• _INPUT DATA_:
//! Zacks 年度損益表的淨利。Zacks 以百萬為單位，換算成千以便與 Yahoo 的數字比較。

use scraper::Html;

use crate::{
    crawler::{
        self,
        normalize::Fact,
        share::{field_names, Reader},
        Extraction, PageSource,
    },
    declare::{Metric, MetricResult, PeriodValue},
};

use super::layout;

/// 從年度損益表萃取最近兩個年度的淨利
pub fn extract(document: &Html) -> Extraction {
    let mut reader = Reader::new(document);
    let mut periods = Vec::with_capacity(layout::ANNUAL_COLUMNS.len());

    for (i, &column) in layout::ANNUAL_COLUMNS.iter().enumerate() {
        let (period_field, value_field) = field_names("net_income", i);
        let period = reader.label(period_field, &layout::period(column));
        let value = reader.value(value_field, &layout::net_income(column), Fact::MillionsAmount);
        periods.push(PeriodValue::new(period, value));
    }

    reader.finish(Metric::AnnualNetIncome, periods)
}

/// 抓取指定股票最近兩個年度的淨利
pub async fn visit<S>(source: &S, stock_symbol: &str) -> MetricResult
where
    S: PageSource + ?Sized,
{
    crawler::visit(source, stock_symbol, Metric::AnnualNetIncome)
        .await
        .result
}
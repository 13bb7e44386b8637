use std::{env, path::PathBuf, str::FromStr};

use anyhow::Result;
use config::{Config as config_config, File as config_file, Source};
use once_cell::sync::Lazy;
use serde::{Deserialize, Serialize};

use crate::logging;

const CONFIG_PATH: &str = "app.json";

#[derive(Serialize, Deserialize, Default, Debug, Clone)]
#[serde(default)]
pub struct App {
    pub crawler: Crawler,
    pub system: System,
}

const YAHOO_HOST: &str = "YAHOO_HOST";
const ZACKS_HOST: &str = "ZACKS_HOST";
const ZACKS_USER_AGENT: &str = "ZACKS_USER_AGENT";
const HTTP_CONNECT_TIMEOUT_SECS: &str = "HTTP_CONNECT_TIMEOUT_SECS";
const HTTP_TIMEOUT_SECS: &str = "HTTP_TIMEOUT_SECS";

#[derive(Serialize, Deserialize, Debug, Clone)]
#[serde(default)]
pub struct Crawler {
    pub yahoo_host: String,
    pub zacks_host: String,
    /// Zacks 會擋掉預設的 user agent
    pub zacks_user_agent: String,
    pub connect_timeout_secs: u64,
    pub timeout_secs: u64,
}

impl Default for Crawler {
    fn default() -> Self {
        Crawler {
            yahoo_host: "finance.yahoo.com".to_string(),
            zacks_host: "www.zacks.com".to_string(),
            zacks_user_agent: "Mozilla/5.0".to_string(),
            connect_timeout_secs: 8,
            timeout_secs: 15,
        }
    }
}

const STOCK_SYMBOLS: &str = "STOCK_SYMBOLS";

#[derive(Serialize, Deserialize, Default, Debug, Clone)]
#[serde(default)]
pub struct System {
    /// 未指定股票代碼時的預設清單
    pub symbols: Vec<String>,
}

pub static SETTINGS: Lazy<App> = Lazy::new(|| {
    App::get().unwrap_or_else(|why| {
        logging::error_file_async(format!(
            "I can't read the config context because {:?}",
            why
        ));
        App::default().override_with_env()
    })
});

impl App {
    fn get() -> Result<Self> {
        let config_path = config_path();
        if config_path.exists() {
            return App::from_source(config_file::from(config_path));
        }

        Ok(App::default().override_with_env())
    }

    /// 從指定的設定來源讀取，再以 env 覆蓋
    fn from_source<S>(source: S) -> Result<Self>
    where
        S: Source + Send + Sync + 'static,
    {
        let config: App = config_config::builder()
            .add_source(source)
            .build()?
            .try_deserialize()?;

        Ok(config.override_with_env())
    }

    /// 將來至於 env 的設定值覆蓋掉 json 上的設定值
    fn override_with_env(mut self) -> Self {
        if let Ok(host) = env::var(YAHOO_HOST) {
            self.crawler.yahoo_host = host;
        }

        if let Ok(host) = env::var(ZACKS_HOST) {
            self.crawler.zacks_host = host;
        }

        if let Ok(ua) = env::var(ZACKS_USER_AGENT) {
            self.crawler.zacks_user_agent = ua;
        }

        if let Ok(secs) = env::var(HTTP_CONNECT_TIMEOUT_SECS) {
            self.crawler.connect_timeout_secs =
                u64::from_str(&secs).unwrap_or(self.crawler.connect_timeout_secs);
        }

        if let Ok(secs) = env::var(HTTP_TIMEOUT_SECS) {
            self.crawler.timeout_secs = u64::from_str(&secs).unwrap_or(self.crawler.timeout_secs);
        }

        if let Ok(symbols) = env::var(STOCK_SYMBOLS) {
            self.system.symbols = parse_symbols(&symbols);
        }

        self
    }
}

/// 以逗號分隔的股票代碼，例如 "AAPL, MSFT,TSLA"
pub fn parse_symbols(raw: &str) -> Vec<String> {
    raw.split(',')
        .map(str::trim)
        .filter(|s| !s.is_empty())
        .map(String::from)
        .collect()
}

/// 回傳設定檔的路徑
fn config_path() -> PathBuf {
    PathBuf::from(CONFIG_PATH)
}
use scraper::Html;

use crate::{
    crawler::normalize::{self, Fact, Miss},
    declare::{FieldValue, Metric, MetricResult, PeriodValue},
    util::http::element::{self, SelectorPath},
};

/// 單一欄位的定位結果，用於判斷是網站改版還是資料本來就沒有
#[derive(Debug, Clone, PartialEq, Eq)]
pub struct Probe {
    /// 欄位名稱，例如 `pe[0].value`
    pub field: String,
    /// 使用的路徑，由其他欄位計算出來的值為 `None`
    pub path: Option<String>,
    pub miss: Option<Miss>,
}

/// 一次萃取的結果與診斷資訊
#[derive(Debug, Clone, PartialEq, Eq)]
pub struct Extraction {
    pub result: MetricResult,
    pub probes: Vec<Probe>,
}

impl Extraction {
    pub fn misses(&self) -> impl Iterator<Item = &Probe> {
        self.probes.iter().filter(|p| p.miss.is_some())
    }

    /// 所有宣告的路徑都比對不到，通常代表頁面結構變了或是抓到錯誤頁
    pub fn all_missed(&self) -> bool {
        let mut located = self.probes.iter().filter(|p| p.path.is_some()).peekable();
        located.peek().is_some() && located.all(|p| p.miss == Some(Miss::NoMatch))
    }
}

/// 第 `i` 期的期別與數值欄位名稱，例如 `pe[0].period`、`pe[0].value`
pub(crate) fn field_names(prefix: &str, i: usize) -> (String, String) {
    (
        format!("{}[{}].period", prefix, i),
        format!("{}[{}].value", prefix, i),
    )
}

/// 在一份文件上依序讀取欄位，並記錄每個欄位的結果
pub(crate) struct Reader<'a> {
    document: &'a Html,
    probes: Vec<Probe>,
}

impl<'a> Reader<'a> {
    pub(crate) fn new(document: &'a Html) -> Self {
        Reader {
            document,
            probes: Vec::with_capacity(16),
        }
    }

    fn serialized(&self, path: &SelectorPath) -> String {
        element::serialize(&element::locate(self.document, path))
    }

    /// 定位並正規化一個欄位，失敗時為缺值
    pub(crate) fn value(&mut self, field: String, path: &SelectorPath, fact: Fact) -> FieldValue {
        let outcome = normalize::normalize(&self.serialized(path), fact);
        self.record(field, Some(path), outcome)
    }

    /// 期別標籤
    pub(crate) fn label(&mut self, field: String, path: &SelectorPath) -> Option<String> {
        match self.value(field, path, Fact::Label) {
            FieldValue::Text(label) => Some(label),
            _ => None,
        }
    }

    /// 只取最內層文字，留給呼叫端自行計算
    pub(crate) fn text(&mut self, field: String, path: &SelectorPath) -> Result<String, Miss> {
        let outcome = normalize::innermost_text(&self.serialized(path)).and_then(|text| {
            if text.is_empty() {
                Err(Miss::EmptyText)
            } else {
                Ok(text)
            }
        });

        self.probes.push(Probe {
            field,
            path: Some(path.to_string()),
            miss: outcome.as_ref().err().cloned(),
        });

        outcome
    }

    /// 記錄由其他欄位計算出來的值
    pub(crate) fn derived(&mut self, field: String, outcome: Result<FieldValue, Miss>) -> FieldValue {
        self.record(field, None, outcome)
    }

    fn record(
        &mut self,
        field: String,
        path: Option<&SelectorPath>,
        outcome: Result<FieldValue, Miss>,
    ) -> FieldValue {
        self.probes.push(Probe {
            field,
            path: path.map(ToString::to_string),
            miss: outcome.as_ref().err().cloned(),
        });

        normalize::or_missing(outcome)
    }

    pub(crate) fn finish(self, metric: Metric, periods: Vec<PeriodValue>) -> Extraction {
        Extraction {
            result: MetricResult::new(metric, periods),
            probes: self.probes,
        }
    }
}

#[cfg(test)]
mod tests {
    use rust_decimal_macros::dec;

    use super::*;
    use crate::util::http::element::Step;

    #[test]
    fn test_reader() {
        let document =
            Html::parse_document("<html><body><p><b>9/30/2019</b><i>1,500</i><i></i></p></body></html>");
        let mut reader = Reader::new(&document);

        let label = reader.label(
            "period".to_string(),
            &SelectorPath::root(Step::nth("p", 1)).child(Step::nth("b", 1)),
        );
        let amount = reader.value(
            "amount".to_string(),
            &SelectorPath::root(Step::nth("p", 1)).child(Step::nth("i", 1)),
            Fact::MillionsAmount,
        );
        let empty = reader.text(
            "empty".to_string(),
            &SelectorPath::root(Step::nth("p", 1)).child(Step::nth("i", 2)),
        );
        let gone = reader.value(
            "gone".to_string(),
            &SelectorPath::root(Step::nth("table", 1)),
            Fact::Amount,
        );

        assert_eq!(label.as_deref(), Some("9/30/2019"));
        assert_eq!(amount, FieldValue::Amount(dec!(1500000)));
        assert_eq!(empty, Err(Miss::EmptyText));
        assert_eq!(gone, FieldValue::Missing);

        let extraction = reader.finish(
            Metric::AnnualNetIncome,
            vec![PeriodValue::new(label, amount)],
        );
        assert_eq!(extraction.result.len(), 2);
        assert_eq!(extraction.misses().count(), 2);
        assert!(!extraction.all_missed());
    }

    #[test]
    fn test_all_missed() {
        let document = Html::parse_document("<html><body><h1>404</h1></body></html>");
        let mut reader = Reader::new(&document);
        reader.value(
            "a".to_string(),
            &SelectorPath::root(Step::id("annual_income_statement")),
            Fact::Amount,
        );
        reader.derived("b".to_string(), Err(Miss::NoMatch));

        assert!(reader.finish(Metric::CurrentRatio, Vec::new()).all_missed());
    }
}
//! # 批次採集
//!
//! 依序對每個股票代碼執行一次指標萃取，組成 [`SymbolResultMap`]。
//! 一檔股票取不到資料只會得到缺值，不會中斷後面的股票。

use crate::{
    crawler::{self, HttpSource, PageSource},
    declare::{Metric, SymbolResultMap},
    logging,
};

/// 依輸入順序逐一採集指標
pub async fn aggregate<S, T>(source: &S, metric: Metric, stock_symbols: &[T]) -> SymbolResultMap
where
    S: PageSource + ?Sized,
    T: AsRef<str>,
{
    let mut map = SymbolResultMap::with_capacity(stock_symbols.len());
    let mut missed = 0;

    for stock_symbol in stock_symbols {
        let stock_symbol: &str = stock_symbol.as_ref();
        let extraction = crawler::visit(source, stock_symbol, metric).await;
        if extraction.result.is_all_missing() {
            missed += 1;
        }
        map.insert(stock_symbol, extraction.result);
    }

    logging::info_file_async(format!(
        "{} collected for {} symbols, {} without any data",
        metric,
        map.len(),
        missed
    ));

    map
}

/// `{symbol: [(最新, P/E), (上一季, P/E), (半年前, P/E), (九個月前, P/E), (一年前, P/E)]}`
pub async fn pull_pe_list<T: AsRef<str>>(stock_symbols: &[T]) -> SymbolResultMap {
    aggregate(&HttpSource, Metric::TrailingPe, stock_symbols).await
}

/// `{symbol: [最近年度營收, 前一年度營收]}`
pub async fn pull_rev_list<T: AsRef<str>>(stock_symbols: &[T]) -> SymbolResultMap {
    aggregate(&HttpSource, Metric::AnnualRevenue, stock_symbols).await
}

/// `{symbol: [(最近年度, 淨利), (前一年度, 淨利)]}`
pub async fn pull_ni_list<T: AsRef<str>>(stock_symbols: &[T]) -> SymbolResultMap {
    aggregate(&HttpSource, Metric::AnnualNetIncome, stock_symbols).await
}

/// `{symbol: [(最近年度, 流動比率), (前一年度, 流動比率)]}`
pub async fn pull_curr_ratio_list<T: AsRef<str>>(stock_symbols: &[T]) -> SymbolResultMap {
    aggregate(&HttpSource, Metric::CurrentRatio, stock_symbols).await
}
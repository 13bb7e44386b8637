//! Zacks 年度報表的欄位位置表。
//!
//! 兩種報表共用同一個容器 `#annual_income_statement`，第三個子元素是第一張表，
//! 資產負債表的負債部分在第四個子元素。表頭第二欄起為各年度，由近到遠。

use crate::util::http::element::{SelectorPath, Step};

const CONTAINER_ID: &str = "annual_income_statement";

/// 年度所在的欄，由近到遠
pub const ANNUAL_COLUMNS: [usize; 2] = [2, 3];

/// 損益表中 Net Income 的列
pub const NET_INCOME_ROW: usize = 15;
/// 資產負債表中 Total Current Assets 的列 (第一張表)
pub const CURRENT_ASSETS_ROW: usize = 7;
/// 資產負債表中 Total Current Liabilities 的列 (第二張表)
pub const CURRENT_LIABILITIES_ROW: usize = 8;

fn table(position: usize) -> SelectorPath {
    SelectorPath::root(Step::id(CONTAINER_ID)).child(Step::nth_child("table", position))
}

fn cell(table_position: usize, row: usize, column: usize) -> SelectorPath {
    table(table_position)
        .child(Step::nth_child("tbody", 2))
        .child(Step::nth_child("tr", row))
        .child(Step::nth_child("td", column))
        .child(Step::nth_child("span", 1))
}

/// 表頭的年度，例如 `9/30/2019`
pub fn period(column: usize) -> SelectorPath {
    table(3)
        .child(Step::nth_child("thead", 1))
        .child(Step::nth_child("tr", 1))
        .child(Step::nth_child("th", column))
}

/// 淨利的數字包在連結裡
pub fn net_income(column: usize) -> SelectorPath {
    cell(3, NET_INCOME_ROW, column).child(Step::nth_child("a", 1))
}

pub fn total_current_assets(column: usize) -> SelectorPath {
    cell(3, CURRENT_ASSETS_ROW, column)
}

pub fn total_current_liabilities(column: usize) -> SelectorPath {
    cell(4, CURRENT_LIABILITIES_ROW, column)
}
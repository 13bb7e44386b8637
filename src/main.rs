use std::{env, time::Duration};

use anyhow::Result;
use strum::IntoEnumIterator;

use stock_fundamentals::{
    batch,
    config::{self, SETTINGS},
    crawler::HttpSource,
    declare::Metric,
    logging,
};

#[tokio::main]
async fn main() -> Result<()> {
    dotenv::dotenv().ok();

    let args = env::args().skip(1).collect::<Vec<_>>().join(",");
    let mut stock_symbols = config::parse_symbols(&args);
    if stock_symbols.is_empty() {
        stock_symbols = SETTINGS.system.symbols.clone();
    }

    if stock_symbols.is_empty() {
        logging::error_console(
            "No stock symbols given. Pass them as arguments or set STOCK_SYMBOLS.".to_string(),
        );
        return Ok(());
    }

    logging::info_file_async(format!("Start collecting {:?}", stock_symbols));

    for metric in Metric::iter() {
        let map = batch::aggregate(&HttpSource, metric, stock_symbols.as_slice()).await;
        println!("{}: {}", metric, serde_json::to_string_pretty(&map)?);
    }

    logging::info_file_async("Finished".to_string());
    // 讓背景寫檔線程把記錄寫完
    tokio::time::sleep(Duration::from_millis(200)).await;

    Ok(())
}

• _EXERCISE INSTRUCTIONS_:
For the word "MillionsAmount", say how many lines of the listing contain it; give the number alone.

• _YOUR RESPONSE_:
2